Instruction publique. – Il y a d’inscrits à l’école de droit de Paris pour [4.1]en suivre les cours pendant l’année scolaire 1833-1834, 3,300 élèves ; à l’école de médecine, 2,101. On compte dans les cinq collèges royaux : 1° à Louis-le-Grand, 502 internes, 422 externes ; 2° à Henri IV , 360 internes, 580 externes ; 3° à St-Louis, 253 internes, 500 externes ; 4° à Charlemagne, 1 000 externes ; 5° à Bourbon, 850 externes. Deux collèges particuliers ont, savoir : 1° Stanislas, 500 internes ; 2° Rollin, 500 internes. Le total des jeunes gens qui reçoivent une haute instruction à Paris est de 10,670. Il y a à Paris 55 institutions de jeunes gens, 60 maîtres de pension, 117 maîtresses de pension, et 381 écoles.

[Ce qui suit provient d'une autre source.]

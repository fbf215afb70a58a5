// ABOUTME: Dashboard summary endpoint over a fixed set of time windows
// ABOUTME: Fetches ranged slices and applies the pure aggregation functions
//
// SPDX-License-Identifier: MIT OR Apache-2.0
// Copyright (c) 2025 Fitlog Contributors

use std::sync::Arc;

use axum::extract::{Query, State};
use axum::http::HeaderMap;
use axum::response::{IntoResponse, Response};
use axum::routing::get;
use axum::{Json, Router};
use chrono::{Duration, Utc};
use serde::{Deserialize, Serialize};

use crate::dashboard::{
    average_daily_calories, daily_volume_series, downsample, weight_change, workouts_per_week,
    VolumePoint, WeightChange,
};
use crate::errors::AppError;
use crate::resources::ServerResources;

/// Windows the dashboard can be asked for, in days
const ALLOWED_WINDOWS: [u32; 4] = [7, 30, 90, 365];

/// Window used when the query omits `days`
const DEFAULT_WINDOW_DAYS: u32 = 30;

/// Dashboard query parameters
#[derive(Debug, Default, Deserialize)]
pub struct SummaryQuery {
    /// Window length in days; one of 7, 30, 90, 365
    #[serde(default)]
    pub days: Option<u32>,
}

/// Derived statistics for one window
#[derive(Debug, Serialize, Deserialize)]
pub struct DashboardSummary {
    /// Window length in days
    pub days: u32,
    /// Net weight change, absent with fewer than two readings
    pub weight_change: Option<WeightChange>,
    /// Average calories per day with calorie data
    pub average_daily_calories: Option<f64>,
    /// Workout cadence across the window
    pub workouts_per_week: f64,
    /// Downsampled daily training-volume series, ascending by day
    pub volume_series: Vec<VolumePoint>,
}

/// Dashboard routes handler
pub struct DashboardRoutes;

impl DashboardRoutes {
    /// Create the dashboard route
    pub fn routes(resources: Arc<ServerResources>) -> Router {
        Router::new()
            .route("/api/dashboard/summary", get(Self::summary))
            .with_state(resources)
    }

    async fn summary(
        State(resources): State<Arc<ServerResources>>,
        headers: HeaderMap,
        Query(query): Query<SummaryQuery>,
    ) -> Result<Response, AppError> {
        let auth = resources.auth.authenticate(&headers)?;

        let days = query.days.unwrap_or(DEFAULT_WINDOW_DAYS);
        if !ALLOWED_WINDOWS.contains(&days) {
            return Err(AppError::invalid_input(format!(
                "days must be one of 7, 30, 90, or 365, got {days}"
            )));
        }

        let end = Utc::now();
        let start = end - Duration::days(i64::from(days));

        let database = &resources.database;
        let weights = database
            .weights()
            .list(auth.user_id, Some(start), Some(end), None)
            .await?;
        let workouts = database
            .workouts()
            .list(auth.user_id, Some(start), Some(end), None)
            .await?;
        let meals = database
            .meals()
            .list(auth.user_id, Some(start), Some(end), None)
            .await?;

        let series = daily_volume_series(&workouts);
        let summary = DashboardSummary {
            days,
            weight_change: weight_change(&weights),
            average_daily_calories: average_daily_calories(&meals),
            workouts_per_week: workouts_per_week(workouts.len(), days),
            volume_series: downsample(&series, resources.config.dashboard.point_cap),
        };

        Ok(Json(summary).into_response())
    }
}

Jeux. – Le 31, dit 30 et 40, a été inventé en 1780, par un nommé Azon. Microscope. – Le docteur warwick vient d’inventer un microscope oxi-hydrogène, dont les avantages le rendent supérieur à ceux en usage. Pompes à incendies. – MM. Caillot et Schmidt, de Fribourg, viennent d’inventer des pompes qui peuvent, manœuvrées par deux hommes, lancer en une minute 80 pots d’eau à 70 pieds de distance horizontale, ou à 45 pieds de hauteur. Un simple robinet ouvert ou fermé en change complètement l’action et les rend aspirantes ou refoulantes, à volonté ; en sorte que l’on peut les emplir par le même mouvement qui sert à éjaculer le liquide. Un seul homme peut porter une de ces pompes sur le dos avec des bretelles. Potabilité de l’eau de la mer.– M. Sochet, ingénieur de marine, paraît avoir résolu ce problème. Le ministre de la marine a donné l’ordre de faire des expériences à ce sujet. Le même M. Sochet a déjà enrichi la marine de l’invention d’un four à pain qui n’emploie que du charbon de terre. . Statistique lyonnaise. – Le nombre des décès a été, en 1833 de 5,484.
considérations
sur les théâtres.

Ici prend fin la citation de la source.